//! Zone clustering - where the crane picks up and sets down loads.
//!
//! Works on the classifier's compact point projection so the same code backs
//! the local classifier and any offline analysis of a request.
//!
//! # Pipeline
//!
//! 1. **Events**: a weight step of at least `min_weight_step` between two
//!    consecutive samples, with the hook nearly stationary, is a load
//!    (weight up) or unload (weight down) event.
//! 2. **Zones**: events of one kind are clustered with greedy leader
//!    clustering on horizontal distance. Each cluster keeps a running
//!    centroid; an event joins the first cluster within `cluster_radius`.
//! 3. **Concrete episodes**: runs of samples flagged by the cargo heuristic,
//!    with gaps no longer than `max_episode_gap_millis`.

use crane_env::ClassifierPoint;
use nalgebra::Vector3;
use serde::{Deserialize, Serialize};
use tracing::debug;

use crate::cargo::CargoHeuristic;
use crate::record::Position;

// ============================================================================
// CONFIGURATION
// ============================================================================

#[derive(Debug, Clone, Copy, PartialEq, Serialize, Deserialize)]
#[serde(default)]
pub struct ClusterConfig {
    /// Minimum weight change that counts as a load/unload (default: 0.5 t)
    pub min_weight_step: f64,

    /// Maximum horizontal hook travel during the step (default: 1.5 m)
    pub max_event_travel: f64,

    /// Join radius for zone clusters (default: 5.0 m)
    pub cluster_radius: f64,

    /// Longest pause inside one concrete pour (default: 60 s)
    pub max_episode_gap_millis: i64,
}

impl Default for ClusterConfig {
    fn default() -> Self {
        Self {
            min_weight_step: 0.5,
            max_event_travel: 1.5,
            cluster_radius: 5.0,
            max_episode_gap_millis: 60_000,
        }
    }
}

// ============================================================================
// ZONES
// ============================================================================

#[derive(Debug, Clone, Copy, PartialEq, Eq, Serialize, Deserialize)]
#[serde(rename_all = "lowercase")]
pub enum ZoneKind {
    Loading,
    Unloading,
}

/// A recurring pick-up or set-down location.
#[derive(Debug, Clone, PartialEq, Serialize)]
#[serde(rename_all = "camelCase")]
pub struct Zone {
    pub kind: ZoneKind,
    pub position: Position,
    /// Number of operations observed here (>= 1)
    pub count: u32,
    pub avg_weight: f64,
}

/// A concrete pour: start and end time plus where it happened.
#[derive(Debug, Clone, PartialEq, Serialize, Deserialize)]
#[serde(rename_all = "camelCase")]
pub struct ConcreteOperation {
    /// Epoch milliseconds
    pub start_time: i64,
    /// Epoch milliseconds
    pub end_time: i64,
    pub position: Position,
    pub avg_weight: f64,
}

/// One detected load or unload.
#[derive(Debug, Clone, Copy, PartialEq)]
pub struct LoadEvent {
    /// Index of the sample after the step
    pub index: usize,
    pub kind: ZoneKind,
    pub position: Position,
    /// The load handled: the heavier side of the step
    pub weight: f64,
}

/// A concrete pour plus the frames it covers.
#[derive(Debug, Clone, PartialEq)]
pub struct ConcreteEpisode {
    pub operation: ConcreteOperation,
    /// Record indices from the first to the last flagged sample
    pub frames: Vec<usize>,
}

fn point_position(point: &ClassifierPoint) -> Position {
    Position::from_polar(point.radius, point.angle, point.height)
}

// ============================================================================
// EVENT DETECTION
// ============================================================================

/// Finds weight steps taken while the hook was (nearly) stationary.
pub fn detect_events(points: &[ClassifierPoint], config: &ClusterConfig) -> Vec<LoadEvent> {
    let mut events = Vec::new();

    for pair in points.windows(2) {
        let (prev, cur) = (&pair[0], &pair[1]);
        let prev_weight = prev.weight.unwrap_or(0.0);
        let weight = cur.weight.unwrap_or(0.0);
        let step = weight - prev_weight;

        if step.abs() < config.min_weight_step {
            continue;
        }

        let position = point_position(cur);
        if point_position(prev).horizontal_distance_to(&position) > config.max_event_travel {
            continue;
        }

        let kind = if step > 0.0 {
            ZoneKind::Loading
        } else {
            ZoneKind::Unloading
        };

        events.push(LoadEvent {
            index: cur.index,
            kind,
            position,
            weight: prev_weight.max(weight),
        });
    }

    events
}

// ============================================================================
// LEADER CLUSTERING
// ============================================================================

struct Cluster {
    centroid: Vector3<f64>,
    weight_sum: f64,
    count: u32,
}

/// Clusters events of `kind` into zones, most frequent first.
///
/// Zones with equal counts keep the order in which they were first seen.
pub fn cluster_events(events: &[LoadEvent], kind: ZoneKind, radius: f64) -> Vec<Zone> {
    let mut clusters: Vec<Cluster> = Vec::new();

    for event in events.iter().filter(|e| e.kind == kind) {
        let v = event.position.to_vector();
        let nearest = clusters.iter_mut().find(|c| {
            Position::from_vector(c.centroid).horizontal_distance_to(&event.position) <= radius
        });

        match nearest {
            Some(cluster) => {
                cluster.count += 1;
                cluster.centroid += (v - cluster.centroid) / f64::from(cluster.count);
                cluster.weight_sum += event.weight;
            }
            None => clusters.push(Cluster {
                centroid: v,
                weight_sum: event.weight,
                count: 1,
            }),
        }
    }

    let mut zones: Vec<Zone> = clusters
        .into_iter()
        .map(|c| Zone {
            kind,
            position: Position::from_vector(c.centroid),
            count: c.count,
            avg_weight: c.weight_sum / f64::from(c.count),
        })
        .collect();

    sort_zones(&mut zones);
    zones
}

/// Descending by count, stable.
pub fn sort_zones(zones: &mut [Zone]) {
    zones.sort_by(|a, b| b.count.cmp(&a.count));
}

// ============================================================================
// CONCRETE EPISODES
// ============================================================================

/// Groups heuristic-flagged samples into pours.
pub fn detect_concrete_episodes(
    points: &[ClassifierPoint],
    heuristic: &CargoHeuristic,
    config: &ClusterConfig,
) -> Vec<ConcreteEpisode> {
    // (position in `points`, bucket weight before the drop)
    let mut runs: Vec<Vec<(usize, f64)>> = Vec::new();
    let mut last_time: Option<i64> = None;

    for (i, pair) in points.windows(2).enumerate() {
        let (prev, cur) = (&pair[0], &pair[1]);
        if !heuristic.is_concrete_drop(prev.weight, cur.weight, cur.reeving) {
            continue;
        }

        let bucket = prev.weight.unwrap_or(0.0);
        let continues = last_time.is_some_and(|t| cur.time - t <= config.max_episode_gap_millis);
        match runs.last_mut() {
            Some(run) if continues => run.push((i + 1, bucket)),
            _ => runs.push(vec![(i + 1, bucket)]),
        }
        last_time = Some(cur.time);
    }

    let episodes: Vec<ConcreteEpisode> = runs
        .into_iter()
        .filter_map(|run| episode_from_run(points, &run))
        .collect();

    debug!(episodes = episodes.len(), "concrete episodes detected");
    episodes
}

fn episode_from_run(points: &[ClassifierPoint], run: &[(usize, f64)]) -> Option<ConcreteEpisode> {
    let &(first, _) = run.first()?;
    let &(last, _) = run.last()?;
    let n = run.len() as f64;

    let centroid = run
        .iter()
        .map(|&(i, _)| point_position(&points[i]).to_vector())
        .fold(Vector3::zeros(), |acc, v| acc + v)
        / n;
    let avg_weight = run.iter().map(|&(_, w)| w).sum::<f64>() / n;

    Some(ConcreteEpisode {
        operation: ConcreteOperation {
            start_time: points[first].time,
            end_time: points[last].time,
            position: Position::from_vector(centroid),
            avg_weight,
        },
        frames: points[first..=last].iter().map(|p| p.index).collect(),
    })
}

#[cfg(test)]
mod tests {
    use super::*;
    use approx::assert_relative_eq;

    fn point(index: usize, radius: f64, angle: f64, weight: f64, reeving: u32) -> ClassifierPoint {
        ClassifierPoint {
            index,
            time: 1_700_000_000_000 + index as i64 * 1_000,
            radius,
            angle,
            height: 10.0,
            weight: Some(weight),
            wind: None,
            reeving,
        }
    }

    /// Hook picks up at angle 0 and sets down at angle 90, `cycles` times.
    fn shuttle(cycles: usize) -> Vec<ClassifierPoint> {
        let mut points = Vec::new();
        for _ in 0..cycles {
            let i = points.len();
            points.push(point(i, 20.0, 0.0, 0.0, 1));
            points.push(point(i + 1, 20.0, 0.0, 3.0, 1));
            points.push(point(i + 2, 20.0, 45.0, 3.0, 1));
            points.push(point(i + 3, 20.0, 90.0, 3.0, 1));
            points.push(point(i + 4, 20.0, 90.0, 0.0, 1));
        }
        points
    }

    #[test]
    fn test_detect_events_kinds() {
        let events = detect_events(&shuttle(1), &ClusterConfig::default());
        assert_eq!(events.len(), 2);
        assert_eq!(events[0].kind, ZoneKind::Loading);
        assert_eq!(events[0].index, 1);
        assert_eq!(events[1].kind, ZoneKind::Unloading);
        assert_relative_eq!(events[1].weight, 3.0);
    }

    #[test]
    fn test_moving_hook_is_not_an_event() {
        let points = vec![point(0, 20.0, 0.0, 0.0, 1), point(1, 20.0, 30.0, 3.0, 1)];
        assert!(detect_events(&points, &ClusterConfig::default()).is_empty());
    }

    #[test]
    fn test_cluster_counts_repeated_stops() {
        let config = ClusterConfig::default();
        let events = detect_events(&shuttle(4), &config);

        let loading = cluster_events(&events, ZoneKind::Loading, config.cluster_radius);
        assert_eq!(loading.len(), 1);
        assert_eq!(loading[0].count, 4);
        assert_relative_eq!(loading[0].position.x, 20.0, epsilon = 1e-9);
        assert_relative_eq!(loading[0].avg_weight, 3.0);

        let unloading = cluster_events(&events, ZoneKind::Unloading, config.cluster_radius);
        assert_eq!(unloading.len(), 1);
        assert_relative_eq!(unloading[0].position.z, 20.0, epsilon = 1e-9);
    }

    #[test]
    fn test_zones_sorted_by_count_stably() {
        let at = |x: f64| LoadEvent {
            index: 0,
            kind: ZoneKind::Loading,
            position: Position::new(x, 0.0, 0.0),
            weight: 1.0,
        };
        // Zone at 0 seen once, zone at 100 twice, zone at 200 once
        let events = vec![at(0.0), at(100.0), at(100.0), at(200.0)];
        let zones = cluster_events(&events, ZoneKind::Loading, 5.0);

        let xs: Vec<f64> = zones.iter().map(|z| z.position.x).collect();
        assert_eq!(xs, vec![100.0, 0.0, 200.0]);
    }

    #[test]
    fn test_concrete_episode_split_by_gap() {
        let mut points = vec![
            point(0, 15.0, 10.0, 2.5, 2),
            point(1, 15.0, 10.0, 2.0, 2),
            point(2, 15.0, 10.0, 1.5, 2),
            point(3, 15.0, 10.0, 1.0, 2),
            point(4, 15.0, 10.0, 2.5, 2),
            point(5, 15.0, 10.0, 2.0, 2),
        ];
        // Second pour starts two minutes later
        points[4].time += 120_000;
        points[5].time += 120_000;

        let episodes =
            detect_concrete_episodes(&points, &CargoHeuristic::default(), &ClusterConfig::default());

        assert_eq!(episodes.len(), 2);
        assert_eq!(episodes[0].frames, vec![1, 2, 3]);
        assert_eq!(episodes[0].operation.start_time, points[1].time);
        assert_eq!(episodes[0].operation.end_time, points[3].time);
        assert_relative_eq!(episodes[0].operation.avg_weight, 2.0);
        assert_eq!(episodes[1].frames, vec![5]);
    }

    #[test]
    fn test_single_branch_drops_are_not_concrete() {
        let points = vec![point(0, 15.0, 0.0, 3.0, 1), point(1, 15.0, 0.0, 0.0, 1)];
        let episodes =
            detect_concrete_episodes(&points, &CargoHeuristic::default(), &ClusterConfig::default());
        assert!(episodes.is_empty());
    }

    #[test]
    fn test_operation_wire_format() {
        let op = ConcreteOperation {
            start_time: 1,
            end_time: 2,
            position: Position::default(),
            avg_weight: 1.5,
        };
        let value = serde_json::to_value(&op).unwrap();
        assert_eq!(value["startTime"], 1);
        assert_eq!(value["avgWeight"], 1.5);
    }
}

....

▶ [Task objective]: Repeat the lines from the first one in the records through the line containing "pub struct ClusterConfig", exactly as written, and nothing else.

▶ [Response box]:
//! Zone clustering - where the crane picks up and sets down loads.
//!
//! Works on the classifier's compact point projection so the same code backs
//! the local classifier and any offline analysis of a request.
//!
//! # Pipeline
//!
//! 1. **Events**: a weight step of at least `min_weight_step` between two
//!    consecutive samples, with the hook nearly stationary, is a load
//!    (weight up) or unload (weight down) event.
//! 2. **Zones**: events of one kind are clustered with greedy leader
//!    clustering on horizontal distance. Each cluster keeps a running
//!    centroid; an event joins the first cluster within `cluster_radius`.
//! 3. **Concrete episodes**: runs of samples flagged by the cargo heuristic,
//!    with gaps no longer than `max_episode_gap_millis`.

use crane_env::ClassifierPoint;
use nalgebra::Vector3;
use serde::{Deserialize, Serialize};
use tracing::debug;

use crate::cargo::CargoHeuristic;
use crate::record::Position;

// ============================================================================
// CONFIGURATION
// ============================================================================

#[derive(Debug, Clone, Copy, PartialEq, Serialize, Deserialize)]
#[serde(default)]
pub struct ClusterConfig {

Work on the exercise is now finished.